Saved data entries:
--------------------------------

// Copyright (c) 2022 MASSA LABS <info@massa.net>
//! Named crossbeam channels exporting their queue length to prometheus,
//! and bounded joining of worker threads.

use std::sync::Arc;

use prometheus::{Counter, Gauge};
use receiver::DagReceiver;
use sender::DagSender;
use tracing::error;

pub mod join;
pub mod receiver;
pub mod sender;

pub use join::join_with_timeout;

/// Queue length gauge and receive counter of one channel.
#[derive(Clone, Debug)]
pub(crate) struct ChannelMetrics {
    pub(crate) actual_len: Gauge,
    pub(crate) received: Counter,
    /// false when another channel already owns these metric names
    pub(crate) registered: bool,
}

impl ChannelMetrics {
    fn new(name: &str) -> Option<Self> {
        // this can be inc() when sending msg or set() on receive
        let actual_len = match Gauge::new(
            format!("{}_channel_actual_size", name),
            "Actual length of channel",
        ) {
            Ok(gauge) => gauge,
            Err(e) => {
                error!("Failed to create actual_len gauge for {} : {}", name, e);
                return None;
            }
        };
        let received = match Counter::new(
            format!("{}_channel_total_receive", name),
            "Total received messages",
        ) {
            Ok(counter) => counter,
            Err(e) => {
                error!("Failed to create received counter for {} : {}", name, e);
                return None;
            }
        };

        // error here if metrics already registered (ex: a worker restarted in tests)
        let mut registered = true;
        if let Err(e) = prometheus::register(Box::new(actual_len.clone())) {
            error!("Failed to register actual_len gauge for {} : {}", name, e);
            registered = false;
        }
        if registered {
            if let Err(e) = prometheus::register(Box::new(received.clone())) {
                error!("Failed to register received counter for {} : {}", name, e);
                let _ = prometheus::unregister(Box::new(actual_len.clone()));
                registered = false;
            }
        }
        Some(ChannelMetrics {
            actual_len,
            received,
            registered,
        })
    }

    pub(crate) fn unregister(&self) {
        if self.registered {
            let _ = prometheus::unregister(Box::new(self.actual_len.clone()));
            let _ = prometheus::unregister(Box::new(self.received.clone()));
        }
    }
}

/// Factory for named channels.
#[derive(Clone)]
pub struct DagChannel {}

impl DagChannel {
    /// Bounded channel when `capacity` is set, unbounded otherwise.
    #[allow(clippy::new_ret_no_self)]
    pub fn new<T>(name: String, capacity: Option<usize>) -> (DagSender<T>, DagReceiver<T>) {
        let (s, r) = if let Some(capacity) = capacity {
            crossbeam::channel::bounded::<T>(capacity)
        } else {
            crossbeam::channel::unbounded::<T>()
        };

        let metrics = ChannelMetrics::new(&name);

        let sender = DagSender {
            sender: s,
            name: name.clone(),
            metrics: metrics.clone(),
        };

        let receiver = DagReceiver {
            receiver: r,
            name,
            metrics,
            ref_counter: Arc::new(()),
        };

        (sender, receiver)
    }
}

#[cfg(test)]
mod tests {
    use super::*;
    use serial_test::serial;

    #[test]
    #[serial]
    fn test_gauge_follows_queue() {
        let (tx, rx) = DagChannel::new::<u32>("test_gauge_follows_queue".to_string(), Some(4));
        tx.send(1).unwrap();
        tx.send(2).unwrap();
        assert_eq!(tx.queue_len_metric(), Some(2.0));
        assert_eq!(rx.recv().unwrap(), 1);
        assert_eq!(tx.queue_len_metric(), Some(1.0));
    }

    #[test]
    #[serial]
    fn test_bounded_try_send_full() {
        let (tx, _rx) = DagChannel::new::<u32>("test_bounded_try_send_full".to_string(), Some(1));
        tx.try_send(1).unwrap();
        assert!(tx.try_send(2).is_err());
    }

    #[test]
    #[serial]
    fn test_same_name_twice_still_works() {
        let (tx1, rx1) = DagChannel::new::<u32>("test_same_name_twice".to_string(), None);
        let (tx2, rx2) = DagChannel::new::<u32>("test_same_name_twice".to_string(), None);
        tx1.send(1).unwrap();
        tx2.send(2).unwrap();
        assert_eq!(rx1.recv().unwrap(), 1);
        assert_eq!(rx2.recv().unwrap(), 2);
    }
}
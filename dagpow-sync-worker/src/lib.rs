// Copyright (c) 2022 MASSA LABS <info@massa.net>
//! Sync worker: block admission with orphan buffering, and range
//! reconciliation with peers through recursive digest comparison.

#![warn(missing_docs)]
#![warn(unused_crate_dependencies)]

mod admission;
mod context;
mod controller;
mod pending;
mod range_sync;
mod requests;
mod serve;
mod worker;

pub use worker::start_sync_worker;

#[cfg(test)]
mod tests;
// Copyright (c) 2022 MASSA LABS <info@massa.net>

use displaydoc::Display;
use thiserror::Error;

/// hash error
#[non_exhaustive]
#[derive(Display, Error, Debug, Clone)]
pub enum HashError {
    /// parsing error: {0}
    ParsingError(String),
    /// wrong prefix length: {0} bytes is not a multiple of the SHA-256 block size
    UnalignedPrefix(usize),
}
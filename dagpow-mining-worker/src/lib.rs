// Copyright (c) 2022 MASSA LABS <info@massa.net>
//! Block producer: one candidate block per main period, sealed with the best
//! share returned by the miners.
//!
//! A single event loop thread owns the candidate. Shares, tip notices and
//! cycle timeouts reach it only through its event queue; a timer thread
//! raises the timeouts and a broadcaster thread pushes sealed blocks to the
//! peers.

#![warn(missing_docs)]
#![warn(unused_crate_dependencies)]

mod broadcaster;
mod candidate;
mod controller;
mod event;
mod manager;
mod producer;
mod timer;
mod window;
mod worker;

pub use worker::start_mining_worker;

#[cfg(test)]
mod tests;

--------------------------------

Work required:
Show every line above in which the word "derive" is found.

Response to the exercise:
#[derive(Clone, Debug)]
#[derive(Clone)]
#[derive(Display, Error, Debug, Clone)]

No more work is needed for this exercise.